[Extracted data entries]
Content starts
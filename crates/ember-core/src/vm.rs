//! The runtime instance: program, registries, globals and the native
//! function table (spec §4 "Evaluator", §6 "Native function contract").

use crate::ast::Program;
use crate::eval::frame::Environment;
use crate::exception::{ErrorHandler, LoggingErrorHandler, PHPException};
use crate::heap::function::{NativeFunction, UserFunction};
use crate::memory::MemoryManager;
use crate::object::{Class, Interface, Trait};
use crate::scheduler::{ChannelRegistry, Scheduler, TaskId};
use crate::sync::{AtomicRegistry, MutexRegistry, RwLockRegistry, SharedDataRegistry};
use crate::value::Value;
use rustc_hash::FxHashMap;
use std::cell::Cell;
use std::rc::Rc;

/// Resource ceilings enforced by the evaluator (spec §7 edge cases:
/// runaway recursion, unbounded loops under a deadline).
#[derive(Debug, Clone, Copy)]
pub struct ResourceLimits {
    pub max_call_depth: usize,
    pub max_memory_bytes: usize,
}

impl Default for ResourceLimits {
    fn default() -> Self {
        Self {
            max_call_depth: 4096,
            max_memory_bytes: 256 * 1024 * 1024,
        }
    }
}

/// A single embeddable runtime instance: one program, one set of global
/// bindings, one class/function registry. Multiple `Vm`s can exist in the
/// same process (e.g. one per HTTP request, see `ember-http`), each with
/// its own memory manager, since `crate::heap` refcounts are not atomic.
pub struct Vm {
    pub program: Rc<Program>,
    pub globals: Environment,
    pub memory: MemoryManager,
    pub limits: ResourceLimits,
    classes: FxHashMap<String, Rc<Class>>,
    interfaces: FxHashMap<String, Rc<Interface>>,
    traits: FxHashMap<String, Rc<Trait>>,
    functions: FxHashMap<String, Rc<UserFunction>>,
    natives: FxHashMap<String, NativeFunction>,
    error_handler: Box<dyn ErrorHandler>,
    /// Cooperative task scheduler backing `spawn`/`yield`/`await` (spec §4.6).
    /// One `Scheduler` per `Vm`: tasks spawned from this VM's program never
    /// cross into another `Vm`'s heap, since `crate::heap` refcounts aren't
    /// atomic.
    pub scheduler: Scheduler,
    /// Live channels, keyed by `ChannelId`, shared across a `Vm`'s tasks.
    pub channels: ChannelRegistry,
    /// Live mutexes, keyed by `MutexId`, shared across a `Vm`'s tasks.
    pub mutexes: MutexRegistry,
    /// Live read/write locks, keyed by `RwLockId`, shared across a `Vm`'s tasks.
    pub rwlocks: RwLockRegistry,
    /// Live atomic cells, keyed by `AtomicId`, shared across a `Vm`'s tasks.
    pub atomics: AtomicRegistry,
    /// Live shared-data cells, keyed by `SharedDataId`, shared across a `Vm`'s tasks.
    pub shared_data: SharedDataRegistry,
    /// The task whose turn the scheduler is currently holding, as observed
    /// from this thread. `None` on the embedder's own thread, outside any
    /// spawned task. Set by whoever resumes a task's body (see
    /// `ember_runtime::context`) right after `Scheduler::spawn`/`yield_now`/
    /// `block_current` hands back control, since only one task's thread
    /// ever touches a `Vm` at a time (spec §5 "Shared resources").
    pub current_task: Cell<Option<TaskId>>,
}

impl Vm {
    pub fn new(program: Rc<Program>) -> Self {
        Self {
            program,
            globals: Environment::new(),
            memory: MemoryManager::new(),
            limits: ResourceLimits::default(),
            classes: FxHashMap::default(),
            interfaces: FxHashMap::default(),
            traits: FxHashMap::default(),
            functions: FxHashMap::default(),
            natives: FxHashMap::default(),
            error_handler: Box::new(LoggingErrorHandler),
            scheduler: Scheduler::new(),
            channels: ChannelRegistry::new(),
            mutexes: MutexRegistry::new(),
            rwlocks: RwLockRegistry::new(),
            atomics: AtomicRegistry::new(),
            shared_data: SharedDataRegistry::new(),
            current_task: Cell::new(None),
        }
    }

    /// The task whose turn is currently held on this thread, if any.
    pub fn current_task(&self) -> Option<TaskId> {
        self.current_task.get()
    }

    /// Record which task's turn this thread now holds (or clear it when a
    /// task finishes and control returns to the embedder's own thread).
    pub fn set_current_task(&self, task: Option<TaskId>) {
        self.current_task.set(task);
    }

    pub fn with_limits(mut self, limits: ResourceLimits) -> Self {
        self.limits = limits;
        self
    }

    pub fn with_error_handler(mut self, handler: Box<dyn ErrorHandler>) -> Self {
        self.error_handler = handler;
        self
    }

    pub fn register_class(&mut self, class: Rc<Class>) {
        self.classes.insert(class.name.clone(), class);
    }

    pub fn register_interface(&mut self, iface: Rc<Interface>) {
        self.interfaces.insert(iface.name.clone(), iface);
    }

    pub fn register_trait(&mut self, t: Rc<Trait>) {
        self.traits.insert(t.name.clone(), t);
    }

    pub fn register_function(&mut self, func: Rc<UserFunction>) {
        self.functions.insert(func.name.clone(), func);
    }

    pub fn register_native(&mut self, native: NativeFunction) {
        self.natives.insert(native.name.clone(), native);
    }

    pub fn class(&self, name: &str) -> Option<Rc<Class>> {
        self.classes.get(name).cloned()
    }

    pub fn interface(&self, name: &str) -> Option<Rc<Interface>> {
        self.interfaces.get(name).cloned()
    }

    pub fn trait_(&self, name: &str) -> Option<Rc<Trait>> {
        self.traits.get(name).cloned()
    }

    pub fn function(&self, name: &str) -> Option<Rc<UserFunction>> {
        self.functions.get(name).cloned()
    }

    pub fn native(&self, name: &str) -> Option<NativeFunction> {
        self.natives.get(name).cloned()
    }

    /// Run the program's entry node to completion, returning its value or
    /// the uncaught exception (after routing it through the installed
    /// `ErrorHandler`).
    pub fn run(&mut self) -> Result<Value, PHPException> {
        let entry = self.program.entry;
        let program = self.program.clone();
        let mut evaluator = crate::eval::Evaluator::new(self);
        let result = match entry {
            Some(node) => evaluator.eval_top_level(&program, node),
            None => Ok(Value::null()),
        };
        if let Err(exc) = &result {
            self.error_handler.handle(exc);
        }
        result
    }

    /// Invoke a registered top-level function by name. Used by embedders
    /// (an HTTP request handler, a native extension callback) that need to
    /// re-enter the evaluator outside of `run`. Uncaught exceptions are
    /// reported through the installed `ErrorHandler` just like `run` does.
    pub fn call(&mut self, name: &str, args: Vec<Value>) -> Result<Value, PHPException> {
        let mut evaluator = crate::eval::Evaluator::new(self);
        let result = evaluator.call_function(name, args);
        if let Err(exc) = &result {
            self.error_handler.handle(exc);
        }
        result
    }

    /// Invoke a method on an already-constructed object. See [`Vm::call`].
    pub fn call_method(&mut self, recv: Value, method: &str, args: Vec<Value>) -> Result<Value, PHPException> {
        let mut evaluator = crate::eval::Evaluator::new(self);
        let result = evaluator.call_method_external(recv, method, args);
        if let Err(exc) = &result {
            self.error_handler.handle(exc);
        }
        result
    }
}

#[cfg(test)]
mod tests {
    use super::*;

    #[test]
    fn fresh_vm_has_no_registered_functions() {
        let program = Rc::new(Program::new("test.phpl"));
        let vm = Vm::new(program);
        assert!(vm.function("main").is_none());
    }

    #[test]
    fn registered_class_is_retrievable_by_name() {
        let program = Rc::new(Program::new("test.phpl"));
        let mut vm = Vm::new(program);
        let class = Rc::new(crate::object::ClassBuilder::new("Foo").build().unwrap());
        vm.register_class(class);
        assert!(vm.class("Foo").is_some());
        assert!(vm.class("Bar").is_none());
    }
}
Content ends
● PROBLEM STATEMENT: The lines you return should be those above that contain the word "node", every one of them.

● TASK RESULT:
    /// Run the program's entry node to completion, returning its value or
            Some(node) => evaluator.eval_top_level(&program, node),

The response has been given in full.